El texto de Andrea Amosson logra crear, con apropiados trazos pictóricos y fuerza dramática, la fisonomía del desierto salitrero como un espacio devorador que actúa de manera similar a la selva de José Eustasio Rivera: "El desierto cantaba y sus notas sutiles atrapaban a los hombres, les atraía con la promesa de un encuentro celestial para luego sujetarlos con el yugo de la labor minera y despiadada, bajo un sol de bestias". Lo mismo puede decirse de las descripciones del mundo humano que transportaba el Longino o de algunos barrios tradicionales y también desaparecidos de Santiago. El aspecto frágil de la novela nace de la inestable relación entre una historia bien imaginada y la manera de comunicarla al destinatario.

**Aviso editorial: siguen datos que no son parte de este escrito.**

//! Single-bin counting experiment: `Poisson(n | mu * s + b)`.
//!
//! Signal and background yields are constants; `mu` is the only floating
//! parameter. The model is not extended: one entry is one observed count.

use crate::sampling::{poisson_draw, poisson_nll, rng_from_seed};
use lim_core::{Dataset, Error, ModelConfig, ObservableSpec, ParameterSpec, Result, StatModel};

/// Poisson counting model with known signal and background yields.
#[derive(Debug, Clone)]
pub struct PoissonCounting {
    config: ModelConfig,
    poi: usize,
    s: usize,
    b: usize,
}

impl PoissonCounting {
    /// Default configuration: `s = 10`, `b = 20`, `mu` in `[-1, 10]` (start 1),
    /// observable `n` in `[0, 100]`.
    pub fn new() -> Self {
        Self::build(10.0, 20.0, (-1.0, 10.0))
    }

    /// Counting model with the given yields and POI range.
    pub fn with_yields(signal: f64, background: f64, mu_bounds: (f64, f64)) -> Result<Self> {
        if !(signal.is_finite() && background.is_finite()) || background < 0.0 {
            return Err(Error::Validation(format!(
                "invalid yields: signal={signal}, background={background}"
            )));
        }
        if !(mu_bounds.0 < mu_bounds.1) {
            return Err(Error::Validation(format!("invalid POI range {mu_bounds:?}")));
        }
        let model = Self::build(signal, background, mu_bounds);
        model.config.validate()?;
        Ok(model)
    }

    fn build(signal: f64, background: f64, mu_bounds: (f64, f64)) -> Self {
        let init = 1.0_f64.clamp(mu_bounds.0, mu_bounds.1.max(mu_bounds.0));
        let config = ModelConfig {
            name: "ModelConfig".to_string(),
            parameters: vec![
                ParameterSpec::new("mu", init, mu_bounds),
                ParameterSpec::fixed("S", signal),
                ParameterSpec::fixed("B", background),
            ],
            poi: vec!["mu".to_string()],
            nuisance: vec![],
            observables: vec![ObservableSpec::new("n", (0.0, 100.0))],
            global_observables: vec![],
            snapshot: Some(vec![("mu".to_string(), init)]),
        };
        Self { config, poi: 0, s: 1, b: 2 }
    }

    /// Single-entry dataset with `n` observed events.
    pub fn observed(&self, n: f64) -> Result<Dataset> {
        Dataset::new(vec!["n".to_string()], vec![vec![n]])
    }

    fn expected_count(&self, params: &[f64]) -> f64 {
        params[self.poi] * params[self.s] + params[self.b]
    }
}

impl Default for PoissonCounting {
    fn default() -> Self {
        Self::new()
    }
}

impl StatModel for PoissonCounting {
    fn config(&self) -> &ModelConfig {
        &self.config
    }

    fn nll(&self, params: &[f64], data: &Dataset) -> Result<f64> {
        let lam = self.expected_count(params);
        let mut total = 0.0;
        for (i, row) in data.rows().iter().enumerate() {
            total += data.weight(i) * poisson_nll(row[0], lam)?;
        }
        Ok(total)
    }

    fn expected_data(&self, params: &[f64]) -> Result<Dataset> {
        self.observed(self.expected_count(params).max(0.0))
    }

    fn is_extended(&self) -> bool {
        false
    }

    fn generate(&self, params: &[f64], n_events: Option<usize>, seed: u64) -> Result<Dataset> {
        let n = n_events.ok_or_else(|| {
            Error::Validation("non-extended model needs an explicit event count".to_string())
        })?;
        let lam = self.expected_count(params);
        let mut rng = rng_from_seed(seed);
        let rows = (0..n).map(|_| vec![poisson_draw(lam, &mut rng)]).collect();
        Dataset::new(vec!["n".to_string()], rows)
    }
}

#[cfg(test)]
mod tests {
    use super::*;
    use approx::assert_relative_eq;

    #[test]
    fn nll_minimum_at_observed_rate() {
        let m = PoissonCounting::new();
        let d = m.observed(25.0).unwrap();
        let at = |mu: f64| m.nll(&[mu, 10.0, 20.0], &d).unwrap();
        assert!(at(0.5) < at(0.4));
        assert!(at(0.5) < at(0.6));
    }

    #[test]
    fn asimov_is_expected_count() {
        let m = PoissonCounting::new();
        let a = m.expected_data(&[0.0, 10.0, 20.0]).unwrap();
        assert_relative_eq!(a.single_value(0).unwrap(), 20.0);
    }

    #[test]
    fn generate_requires_event_count() {
        let m = PoissonCounting::new();
        assert!(m.generate(&[1.0, 10.0, 20.0], None, 1).is_err());
        let d = m.generate(&[1.0, 10.0, 20.0], Some(3), 1).unwrap();
        assert_eq!(d.n_entries(), 3);
    }
}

Galleta organiza su discurso utilizando asociaciones temporales que hacen zigzaguear al argumento de manera injustificada y que al no quedar claras en la percepción del lector tornan confusa su cronología y repiten sin necesidad informaciones ya conocidas. Queda también un cabo suelto en la caracterización de la protagonista: ¿por qué el empeño de Galleta para buscar a su madre en Santiago siendo que sus rasgos son inconfundiblemente "altiplánicos"?
Las Lunas de Atacama ofrece una historia interesante, motivadora, bien ambientada y cuyo desenlace revela optimismo y confianza en el ser humano, pero el discurso de su voz narrativa hubiese necesitado, sin duda, una elaboración más cuidadosa.